I'm tired of hearing complaints about the costs of indigent defense and hearing about draconian cuts into indigent defense funding but never, ever hearing anyone questioning the way prosecutors spend money. It's not in the county's financial interests to pursue trials that can't result in guilty verdicts. And it's not in the county's personal interests to push charges against the wrong guys while the right guys are still roaming the streets. The good news is that the comments to the article are almost universally critical of the prosecutor. Maybe this prosecutor won't be able to keep his job if he continues to pursue his own idea of justice that doesn't take into account the evidence.
Subscribe to:
Post Comments (Atom)
3 comments:
You're absolutely right that "this guy is taking it a bit far." It is abuse of power of the worst kind when prosecutors and arresting officers and judges insist on sticking with their original wrong conclusions in the face of evidence to the contrary.

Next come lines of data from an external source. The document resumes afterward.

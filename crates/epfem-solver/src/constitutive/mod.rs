//! Constitutive update for von Mises plasticity with linear isotropic hardening.

pub mod elastic;
pub mod return_mapping;
pub mod tangent;

pub use elastic::{effective_constants, elastic_matrix, plane_compliance_matrix, plane_elastic_matrix};
pub use return_mapping::{LocalFailure, LocalSettings, StressUpdate, return_mapping, von_mises};
pub use tangent::{consistent_tangent, on_yield_surface};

"This prosecutor pre-determines his suspects and then interprets the evidence in whatever way is consistent with guilt of the suspect he's already picked."
This has always been the way it's been. Unfortunate? For sure. Surprising? Not in the least.
I know that's how it's always been, but this just seems too outrageous. For my own sanity, I just have to believe that this prosecutor is the only one who would rather argue that his 11 year-old murder victim was sexually active than admit that the semen found in her clears the chosen suspect. Or at least that he's in a very small minority.